La certificazione ministeriale e il contesto nazionale
A validare i risultati è intervenuta anche una fonte esterna: il Tavolo di verifica degli adempimenti, organismo congiunto del Ministero dell’Economia e delle Finanze e del Ministero della Salute, ha certificato il pieno equilibrio economico del settore sanitario umbro per il 2025, escludendo l’attivazione di procedure sanzionatorie nei confronti della Regione.
Si tratta di un riconoscimento di rilievo, soprattutto considerando il contesto nazionale: diverse regioni italiane sono state richiamate dal MEF a predisporre manovre finanziarie correttive per il ripiano dei rispettivi disavanzi sanitari. L’Umbria si colloca invece tra le realtà che hanno raggiunto l’equilibrio senza necessità di interventi straordinari.
Le azioni di efficientamento che hanno cambiato la rotta
Il risanamento è frutto di un insieme di misure strutturali avviate dall’assessorato regionale alla salute e dalla direzione salute nel corso del 2025. Tra gli strumenti adottati figura in primo luogo l’istituzione di una Cabina di regia regionale, con il compito di coordinare in modo sistematico le azioni di governo della spesa, con focus su quattro aree prioritarie: mobilità interregionale, governance della spesa farmaceutica e dei dispositivi medici, centralizzazione degli acquisti tramite società in house e revisione delle reti sanitarie.

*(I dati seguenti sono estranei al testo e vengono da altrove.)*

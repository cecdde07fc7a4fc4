//! Processes every downloaded PDF and stores the results.

use pdfharvest::pipeline::Pipeline;
use pdfharvest::store::{self, error_repo, Database};
use pdfharvest::{config, logging};

fn main() {
    logging::init();

    let config = match config::load_config(config::CONFIG_FILENAME) {
        Ok(config) => config,
        Err(e) => {
            tracing::error!(error = %e, "Failed to load configuration");
            std::process::exit(1);
        }
    };

    let db = match Database::open(&config.database_path) {
        Ok(db) => db,
        Err(e) => {
            tracing::error!(error = %e, "Failed to open database");
            std::process::exit(1);
        }
    };

    let pipeline = Pipeline::new(db.clone(), &config);
    let run = match pipeline.run() {
        Ok(stats) => stats,
        Err(e) => {
            tracing::error!(error = %e, "Processing run failed");
            std::process::exit(1);
        }
    };

    println!(
        "Processed {} PDF(s), {} failed, {} skipped",
        run.processed, run.failed, run.skipped
    );

    match store::stats(&db) {
        Ok(totals) => println!(
            "Store now holds {} document(s): {} processed, {} failed, {} pending",
            totals.total, totals.processed, totals.failed, totals.pending
        ),
        Err(e) => tracing::warn!(error = %e, "Could not read store totals"),
    }

    match error_repo::count(&db) {
        Ok(n) if n > 0 => println!("{} error(s) in the error log", n),
        Ok(_) => {}
        Err(e) => tracing::warn!(error = %e, "Could not read error log count"),
    }

    if run.failed > 0 {
        std::process::exit(1);
    }
}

Parallelamente è stata introdotta una procedura strutturata di monitoraggio mensile dei conti aziendali, che ha segnato il passaggio da un controllo consuntivo a un controllo gestionale in corso d’anno, strumento ritenuto decisivo per intercettare tempestivamente eventuali scostamenti rispetto agli obiettivi di bilancio.
Secondo quanto dichiarato dalla presidente Proietti in aula, le azioni avviate nel 2025 “configurano già un cambio di paradigma nella gestione del Servizio sanitario regionale umbro: da un modello che negli anni precedenti ha dovuto far fronte a una crescita della spesa in linea con il trend nazionale, ma più difficilmente sostenibile in ragione della dimensione del finanziamento regionale, il che ha portato a un aumento del disavanzo negli ultimi 5 anni, a un modello fondato sul governo strutturale dei principali driver di spesa, sul rafforzamento dei sistemi di controllo e accountability, sull’utilizzo di strumenti contabili evoluti per la misurazione dei costi e sulla responsabilizzazione della governance aziendale”.
In vista del piano socio-sanitario regionale
Il 2025 viene indicato dall’amministrazione come anno propedeutico all’approvazione del piano socio-sanitario regionale, il documento strategico che definirà gli obiettivi e l’organizzazione del sistema sanitario umbro per i prossimi anni. I risultati economici positivi — in particolare quelli di USL Umbria 2 e Azienda Ospedaliera di Terni — vengono letti come precondizione necessaria per affrontare con solidità finanziaria le sfide programmatiche che attendono il sistema sanitario dell’Umbria.